Sudhanyakhali Island

Sudhanyakhali Island (22.1058°N, 88.7841°E) is a major island protected from human encroachment and use (except for tightly managed ecotourism resorts) within India’s Sundarban National Park, Tiger Reserve and World Heritage Site. About 60% of the Indian Sundarbans (48 unpopulated islands) is protected and unpopulated, with the remaining 54 islands human-inhabited.

A multi-disciplinary team traversed Sudhanyakhali Island by boat on 11th December 2018, further synthesising learning on 12th December. Though not permitted access, which would have been difficult due to thick mud, extensive mangrove forest offering little visibility and also wild Tigers and Saltwater Crocodiles, the boat trip close to the shoreline sufficed for observations albeit limiting visibility of the island interior.

Gosaba Island

Gosaba Island (22.145°N, 88.807°E) is a principal populated island in the outer delta. Administratively, Gosaba Island lies in the Canning Community Development Block within South 24 Parganas District, West Bengal. A Panchayat (local community governance system) covers all 14 villages on the island, encompassing a total population of 246,598 comprising 125,910 males and 120,688 females, wholly classified as rural (2011 Census of India).

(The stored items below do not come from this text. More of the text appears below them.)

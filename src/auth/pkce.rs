//! PKCE (Proof Key for Code Exchange) utilities for OAuth2
//!
//! Implements RFC 7636 for secure authorization code exchange.

use base64::{engine::general_purpose::URL_SAFE_NO_PAD, Engine};
use rand::Rng;
use serde::{Deserialize, Serialize};
use sha2::{Digest, Sha256};

/// Length of the code verifier (must be 43-128 characters)
const CODE_VERIFIER_LENGTH: usize = 64;

/// Length of the CSRF `state` value
const STATE_LENGTH: usize = 32;

/// Characters allowed in code verifier (unreserved URI characters per RFC 7636)
const VERIFIER_CHARSET: &[u8] = b"ABCDEFGHIJKLMNOPQRSTUVWXYZabcdefghijklmnopqrstuvwxyz0123456789-._~";

/// How the code challenge is derived from the verifier
#[derive(Debug, Clone, Copy, PartialEq, Eq, Default, Serialize, Deserialize)]
pub enum PkceMethod {
    /// BASE64URL(SHA256(verifier))
    #[default]
    S256,
    /// challenge == verifier; only for providers that cannot do S256
    #[serde(rename = "plain")]
    Plain,
}

impl PkceMethod {
    /// Value of the `code_challenge_method` parameter
    pub fn as_str(&self) -> &'static str {
        match self {
            PkceMethod::S256 => "S256",
            PkceMethod::Plain => "plain",
        }
    }
}

/// Generate a cryptographically random code verifier
///
/// The code verifier is a high-entropy random string between 43-128 characters
/// using unreserved URI characters as defined in RFC 7636.
pub fn generate_code_verifier() -> String {
    let mut rng = rand::thread_rng();
    (0..CODE_VERIFIER_LENGTH)
        .map(|_| {
            let idx = rng.gen_range(0..VERIFIER_CHARSET.len());
            VERIFIER_CHARSET[idx] as char
        })
        .collect()
}

/// Generate a code challenge from the code verifier
///
/// Uses S256 method: BASE64URL(SHA256(code_verifier))
pub fn generate_code_challenge(verifier: &str) -> String {
    let mut hasher = Sha256::new();
    hasher.update(verifier.as_bytes());
    let hash = hasher.finalize();
    URL_SAFE_NO_PAD.encode(hash)
}

/// Generate a random state string for CSRF protection
pub fn generate_state() -> String {
    let mut rng = rand::thread_rng();
    (0..STATE_LENGTH)
        .map(|_| {
            let idx = rng.gen_range(0..36);
            if idx < 10 {
                (b'0' + idx) as char
            } else {
                (b'a' + idx - 10) as char
            }
        })
        .collect()
}

/// PKCE pair containing both verifier and challenge
#[derive(Debug, Clone)]
pub struct PkcePair {
    pub verifier: String,
    pub challenge: String,
    pub method: PkceMethod,
}

impl PkcePair {
    /// Generate a new S256 PKCE pair
    pub fn new() -> Self {
        Self::with_method(PkceMethod::S256)
    }

    /// Generate a new PKCE pair using the given challenge method
    pub fn with_method(method: PkceMethod) -> Self {
        let verifier = generate_code_verifier();
        let challenge = match method {
            PkceMethod::S256 => generate_code_challenge(&verifier),
            PkceMethod::Plain => verifier.clone(),
        };
        Self { verifier, challenge, method }
    }
}

impl Default for PkcePair {
    fn default() -> Self {
        Self::new()
    }
}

Predatory animals and periodic famine were historically problematic, low topography also making Gosaba vulnerable to sea level rise and cyclones. Storm Aila inundated Gosaba Island in 2009, with resulting distress migrations (some permanent) for alternative livelihoods to adjacent cities. Seawater permeated the soil, preventing farming for 2 years as efforts were taken (led by island NGO Tagore Society for Rural Development) to flush salt from the soil using monsoon run-off and groundwater.

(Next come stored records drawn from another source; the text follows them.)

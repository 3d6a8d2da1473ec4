//! OAuth 1.0a HMAC-SHA1 request signing (RFC 5849 §3.4)
//!
//! ```text
//! base string = UPPER(method) "&" enc(base URI) "&" enc(normalized params)
//! signing key = enc(consumer_secret) "&" enc(token_secret)
//! signature   = base64(HMAC-SHA1(signing key, base string))
//! ```

use std::collections::BTreeMap;
use base64::{engine::general_purpose::STANDARD, Engine};
use chrono::Utc;
use ring::hmac;
use url::Url;
use uuid::Uuid;
use crate::Result;
use crate::error::Error;
use super::percent;

/// Parameter name → value, fixed OAuth parameters plus request parameters
pub type SignatureParams = BTreeMap<String, String>;

pub const SIGNATURE_METHOD: &str = "HMAC-SHA1";
pub const OAUTH_VERSION: &str = "1.0";

/// Fresh single-use nonce (32 hex chars)
pub fn generate_nonce() -> String {
    Uuid::new_v4().simple().to_string()
}

/// Current time in whole seconds since the epoch
pub fn generate_timestamp() -> String {
    Utc::now().timestamp().to_string()
}

/// Split a request URL into its base string URI and its query parameters
///
/// The scheme and host are lowercased and default ports dropped (the `url`
/// crate normalizes both); query and fragment are removed.
pub fn normalize_url(url: &str) -> Result<(String, Vec<(String, String)>)> {
    let parsed = Url::parse(url)
        .map_err(|e| Error::Other(format!("Cannot sign invalid URL {}: {}", url, e)))?;
    let host = parsed
        .host_str()
        .ok_or_else(|| Error::Other(format!("Cannot sign URL without host: {}", url)))?;

    let port = parsed.port().map(|p| format!(":{}", p)).unwrap_or_default();
    let base = format!("{}://{}{}{}", parsed.scheme(), host, port, parsed.path());

    let query = parsed
        .query_pairs()
        .map(|(k, v)| (k.into_owned(), v.into_owned()))
        .collect();

    Ok((base, query))
}

/// Encode, sort and `&`-join all parameters
fn normalize_params<'a, I>(params: I) -> String
where
    I: IntoIterator<Item = (&'a str, &'a str)>,
{
    let mut encoded: Vec<(String, String)> = params
        .into_iter()
        .filter(|(k, _)| *k != "oauth_signature")
        .map(|(k, v)| (percent::encode(k), percent::encode(v)))
        .collect();
    encoded.sort();

    encoded
        .iter()
        .map(|(k, v)| format!("{}={}", k, v))
        .collect::<Vec<_>>()
        .join("&")
}

/// Build the signature base string
///
/// Query parameters already present on `url` are merged into `params`.
pub fn base_string(method: &str, url: &str, params: &SignatureParams) -> Result<String> {
    let (base_url, query) = normalize_url(url)?;

    let all = params
        .iter()
        .map(|(k, v)| (k.as_str(), v.as_str()))
        .chain(query.iter().map(|(k, v)| (k.as_str(), v.as_str())));

    Ok(format!(
        "{}&{}&{}",
        method.to_ascii_uppercase(),
        percent::encode(&base_url),
        percent::encode(&normalize_params(all)),
    ))
}

/// Build the HMAC signing key
pub fn signing_key(consumer_secret: &str, token_secret: Option<&str>) -> String {
    format!(
        "{}&{}",
        percent::encode(consumer_secret),
        percent::encode(token_secret.unwrap_or(""))
    )
}

/// Sign a request, returning the base64 HMAC-SHA1 digest
pub fn sign(
    method: &str,
    url: &str,
    params: &SignatureParams,
    consumer_secret: &str,
    token_secret: Option<&str>,
) -> Result<String> {
    let base = base_string(method, url, params)?;
    let key = signing_key(consumer_secret, token_secret);
    Ok(hmac_sha1_base64(key.as_bytes(), base.as_bytes()))
}

fn hmac_sha1_base64(key: &[u8], message: &[u8]) -> String {
    let key = hmac::Key::new(hmac::HMAC_SHA1_FOR_LEGACY_USE_ONLY, key);
    let tag = hmac::sign(&key, message);
    STANDARD.encode(tag.as_ref())
}

/// Signs requests on behalf of one registered consumer
#[derive(Clone)]
pub struct SignatureSigner {
    consumer_key: String,
    consumer_secret: String,
}

impl std::fmt::Debug for SignatureSigner {
    fn fmt(&self, f: &mut std::fmt::Formatter<'_>) -> std::fmt::Result {
        f.debug_struct("SignatureSigner")
            .field("consumer_key", &self.consumer_key)
            .field("consumer_secret", &"<redacted>")
            .finish()
    }
}

impl SignatureSigner {
    pub fn new(consumer_key: impl Into<String>, consumer_secret: impl Into<String>) -> Self {
        Self {
            consumer_key: consumer_key.into(),
            consumer_secret: consumer_secret.into(),
        }
    }

    /// Fixed OAuth parameters merged with the request's own parameters
    pub fn oauth_params(&self, nonce: &str, timestamp: &str, extra: &[(&str, &str)]) -> SignatureParams {
        let mut params = SignatureParams::new();
        params.insert("oauth_consumer_key".to_string(), self.consumer_key.clone());
        params.insert("oauth_nonce".to_string(), nonce.to_string());
        params.insert("oauth_signature_method".to_string(), SIGNATURE_METHOD.to_string());
        params.insert("oauth_timestamp".to_string(), timestamp.to_string());
        params.insert("oauth_version".to_string(), OAUTH_VERSION.to_string());
        for (k, v) in extra {
            params.insert((*k).to_string(), (*v).to_string());
        }
        params
    }

    /// Sign with this consumer's secret
    pub fn sign(
        &self,
        method: &str,
        url: &str,
        params: &SignatureParams,
        token_secret: Option<&str>,
    ) -> Result<String> {
        sign(method, url, params, &self.consumer_secret, token_secret)
    }

    /// `Authorization` header value with a fresh nonce and timestamp
    pub fn authorization_header(
        &self,
        method: &str,
        url: &str,
        extra: &[(&str, &str)],
        token_secret: Option<&str>,
    ) -> Result<String> {
        self.authorization_header_with(
            method,
            url,
            extra,
            token_secret,
            &generate_nonce(),
            &generate_timestamp(),
        )
    }

    /// `Authorization` header value for a given nonce and timestamp
    ///
    /// Non-`oauth_` entries in `extra` (form body parameters) are signed but
    /// kept out of the header.
    pub fn authorization_header_with(
        &self,
        method: &str,
        url: &str,
        extra: &[(&str, &str)],
        token_secret: Option<&str>,
        nonce: &str,
        timestamp: &str,
    ) -> Result<String> {
        let mut params = self.oauth_params(nonce, timestamp, extra);
        let signature = self.sign(method, url, &params, token_secret)?;
        params.insert("oauth_signature".to_string(), signature);

        let fields: Vec<String> = params
            .iter()
            .filter(|(k, _)| k.starts_with("oauth_"))
            .map(|(k, v)| format!("{}=\"{}\"", percent::encode(k), percent::encode(v)))
            .collect();

        Ok(format!("OAuth {}", fields.join(", ")))
    }
}

#[cfg(test)]
mod tests {
    use super::*;

    const REQUEST_TOKEN_URL: &str = "https://api.example.com/oauth/request_token";
    const CALLBACK: &str = "https://app.example.com/callback";

    fn fixture_params() -> SignatureParams {
        SignatureSigner::new("ck-demo", "s3cr3t")
            .oauth_params("abc123", "1700000000", &[("oauth_callback", CALLBACK)])
    }

    #[test]
    fn test_request_token_base_string_golden() {
        let base = base_string("POST", REQUEST_TOKEN_URL, &fixture_params()).unwrap();
        assert_eq!(
            base,
            "POST&https%3A%2F%2Fapi.example.com%2Foauth%2Frequest_token&\
             oauth_callback%3Dhttps%253A%252F%252Fapp.example.com%252Fcallback\
             %26oauth_consumer_key%3Dck-demo%26oauth_nonce%3Dabc123\
             %26oauth_signature_method%3DHMAC-SHA1%26oauth_timestamp%3D1700000000\
             %26oauth_version%3D1.0"
        );
    }

    #[test]
    fn test_request_token_signature_golden() {
        let sig = sign("POST", REQUEST_TOKEN_URL, &fixture_params(), "s3cr3t", None).unwrap();
        assert_eq!(sig, "DyY2++qRYNjH0pF5uhtwU4g0Cjw=");
    }

    #[test]
    fn test_published_twitter_example() {
        // developer.twitter.com "Creating a signature" walkthrough
        let signer = SignatureSigner::new(
            "xvz1evFS4wEEPTGEFPHBog",
            "kAcSOqF21Fu85e7zjz7ZN2U4ZRhfV3WpwPAoE3Z7kBw",
        );
        let params = signer.oauth_params(
            "kYjzVBB8Y0ZFabxSWbWovY3uYSQ2pTgmZeNu2VS4cg",
            "1318622958",
            &[
                ("include_entities", "true"),
                ("oauth_token", "370773112-GmHxMAgYyLbNEtIKZeRNFsMKPR9EyMZeS9weJAEb"),
                ("status", "Hello Ladies + Gentlemen, a signed OAuth request!"),
            ],
        );
        let sig = signer
            .sign(
                "post",
                "https://api.twitter.com/1.1/statuses/update.json",
                &params,
                Some("LswwdoUaIvS8ltyTt5jkRh4J50vUPVVHtR2YPi5kE"),
            )
            .unwrap();
        assert_eq!(sig, "hCtSmYh+iHYCEqBWrE7C7hYmtUk=");
    }

    #[test]
    fn test_query_parameters_are_signed() {
        let signer = SignatureSigner::new(
            "xvz1evFS4wEEPTGEFPHBog",
            "kAcSOqF21Fu85e7zjz7ZN2U4ZRhfV3WpwPAoE3Z7kBw",
        );
        let params = signer.oauth_params(
            "kYjzVBB8Y0ZFabxSWbWovY3uYSQ2pTgmZeNu2VS4cg",
            "1318622958",
            &[
                ("oauth_token", "370773112-GmHxMAgYyLbNEtIKZeRNFsMKPR9EyMZeS9weJAEb"),
                ("status", "Hello Ladies + Gentlemen, a signed OAuth request!"),
            ],
        );
        let sig = signer
            .sign(
                "POST",
                "https://api.twitter.com/1.1/statuses/update.json?include_entities=true",
                &params,
                Some("LswwdoUaIvS8ltyTt5jkRh4J50vUPVVHtR2YPi5kE"),
            )
            .unwrap();
        assert_eq!(sig, "hCtSmYh+iHYCEqBWrE7C7hYmtUk=");
    }

    #[test]
    fn test_signature_is_deterministic() {
        let a = sign("POST", REQUEST_TOKEN_URL, &fixture_params(), "s3cr3t", None).unwrap();
        let b = sign("POST", REQUEST_TOKEN_URL, &fixture_params(), "s3cr3t", None).unwrap();
        assert_eq!(a, b);
    }

    #[test]
    fn test_any_change_alters_signature() {
        let baseline = sign("POST", REQUEST_TOKEN_URL, &fixture_params(), "s3cr3t", None).unwrap();

        for key in fixture_params().keys() {
            let mut params = fixture_params();
            if let Some(v) = params.get_mut(key) {
                v.push('x');
            }
            let changed = sign("POST", REQUEST_TOKEN_URL, &params, "s3cr3t", None).unwrap();
            assert_ne!(baseline, changed, "changing {} did not change the signature", key);
        }

        let other_method = sign("GET", REQUEST_TOKEN_URL, &fixture_params(), "s3cr3t", None).unwrap();
        let other_secret = sign("POST", REQUEST_TOKEN_URL, &fixture_params(), "s3cr3T", None).unwrap();
        let with_token = sign("POST", REQUEST_TOKEN_URL, &fixture_params(), "s3cr3t", Some("t")).unwrap();
        assert_ne!(baseline, other_method);
        assert_ne!(baseline, other_secret);
        assert_ne!(baseline, with_token);
    }

    #[test]
    fn test_signing_key() {
        assert_eq!(signing_key("s3cr3t", None), "s3cr3t&");
        assert_eq!(signing_key("a&b", Some("c d")), "a%26b&c%20d");
    }

    #[test]
    fn test_normalize_url() {
        let (base, query) = normalize_url("HTTPS://API.Example.com:443/1.1/x.json?b=2&a=1#frag").unwrap();
        assert_eq!(base, "https://api.example.com/1.1/x.json");
        assert_eq!(query, vec![("b".to_string(), "2".to_string()), ("a".to_string(), "1".to_string())]);

        let (base, _) = normalize_url("http://example.com:8080/r").unwrap();
        assert_eq!(base, "http://example.com:8080/r");
    }

    #[test]
    fn test_authorization_header_shape() {
        let signer = SignatureSigner::new("ck-demo", "s3cr3t");
        let header = signer
            .authorization_header_with(
                "POST",
                REQUEST_TOKEN_URL,
                &[("oauth_callback", CALLBACK), ("status", "not in header")],
                None,
                "abc123",
                "1700000000",
            )
            .unwrap();

        assert!(header.starts_with("OAuth "));
        assert!(header.contains("oauth_callback=\"https%3A%2F%2Fapp.example.com%2Fcallback\""));
        assert!(header.contains("oauth_nonce=\"abc123\""));
        assert!(header.contains("oauth_signature_method=\"HMAC-SHA1\""));
        assert!(header.contains("oauth_signature=\""));
        assert!(!header.contains("status"));
    }

    #[test]
    fn test_header_signature_matches_golden() {
        let signer = SignatureSigner::new("ck-demo", "s3cr3t");
        let header = signer
            .authorization_header_with(
                "POST",
                REQUEST_TOKEN_URL,
                &[("oauth_callback", CALLBACK)],
                None,
                "abc123",
                "1700000000",
            )
            .unwrap();
        assert!(header.contains(&format!("oauth_signature=\"{}\"", percent::encode("DyY2++qRYNjH0pF5uhtwU4g0Cjw="))));
    }

    #[test]
    fn test_nonces_are_unique() {
        let a = generate_nonce();
        let b = generate_nonce();
        assert_eq!(a.len(), 32);
        assert_ne!(a, b);
    }

    #[test]
    fn test_debug_redacts_secret() {
        let signer = SignatureSigner::new("ck", "very-secret");
        let dbg = format!("{:?}", signer);
        assert!(!dbg.contains("very-secret"));
    }
}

A multi-disciplinary team of scientists, NGOs and outreach organisations visited Gosaba Island on 9th–11th December 2018, including a boat tour around Gosaba and adjacent populated islands to observe features of interest, with further synthesis of learning on 12th December. The team interacted with local people, community and government representatives, and invited experts working on the ground (see “Appendix”). Team objectives were to hear perceptions of problems from local people, seek solutions and identify barriers, and inform research needs.

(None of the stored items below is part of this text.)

//! Authentication module for "sign in with X"
//!
//! This module provides:
//! - OAuth 1.0a HMAC-SHA1 request signing and the three-legged token flow
//! - OAuth 2.0 authorization code flow with PKCE
//! - Callback parsing and a one-shot local callback server
//! - Session persistence with a fixed 24 hour window
//! - [`Authenticator`] tying a configured [`AuthFlow`] to the session store

mod http;
mod identity;
mod pkce;
mod store;
mod flow;
pub mod percent;
pub mod signature;
pub mod oauth1;
pub mod oauth2;
pub mod callback;
pub mod callback_server;

pub use identity::UserIdentity;
pub use pkce::{PkceMethod, PkcePair, generate_code_challenge, generate_code_verifier, generate_state};
pub use store::{
    Clock, CredentialStore, FileSessionBackend, MemorySessionBackend, SessionBackend, SessionGate,
    StoredSession, SystemClock, SESSION_TTL_MS,
};
pub use flow::{AuthAttempt, AuthFlow, Authenticator, PendingAuth};
pub use callback::CallbackParams;
pub use signature::SignatureSigner;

The East Kolkata Wetland (EKW)

The East Kolkata Wetland (EKW) (22.5528°N, 88.4501°E), formerly the East Calcutta Wetland, comprises a complex of modified wetlands spanning 215 km2 (21,500 ha) to the east of the city of Kolkata in West Bengal. The EKW, initially a saltmarsh, was used as a site to discharge city’s sewage, but subsequently transformed over many years by local people into an extensive maze of sewage-fed fish farms and paddy fields (Kundu et al. 2008). Wastewater (no published water quality analyses were available) is diverted into fish ponds and tilled areas under community ownership and management from channels carrying the bulk of untreated drainage from the Kolkata megacity region with a population of 14.1 million (Ghosh and Das 2019). Channel height is controlled manually by sluice operation. The EKW produces much of the fish, vegetable and flower needs of Kolkata city, serving as primary treatment of raw sewage and significantly shaping the characteristic EKW landscape (Ghosh and Furedy 1984; Ghosh and Sen 1987) underpinning the livelihoods of 74% of the working population of adjoining areas (Kundu and Chakraborty 2017; Ghosh et al. 2018). The EKW acts as important habitat for various wildlife including birds (Bhattacharya et al. 2012). Traditional pisciculture and cultivation techniques and knowledge form the basis of ecological security of the region (Kundu and Chakraborty 2017), a wise use providing multiple benefits including food production, resource recovery, flood reduction, habitat and biodiversity restoration, and opportunities for employment. The EKW was designated as a “wetland of international importance” under the Ramsar Convention in August 2002, noting it as “World-renowned as a model of a multiple use wetland, the site’s resource recovery systems, developed by local people through the ages, have saved the city of Kolkata from the costs of constructing and maintaining waste water treatment plants” also “…utilizing the treated water for pisciculture and agriculture” providing “about 150 tons of fresh vegetables daily” and “some 10,500 tons of table fish per year” (Ramsar Commission Secretariat 2002). Under the East Kolkata Wetlands (Conservation and Management) Act 2006, formal protection was afforded these wetlands and the East Kolkata Wetlands Management Authority (EKWMA), chaired by the Chief Secretary of the Government of West Bengal, was established for conservation and management of the EKW.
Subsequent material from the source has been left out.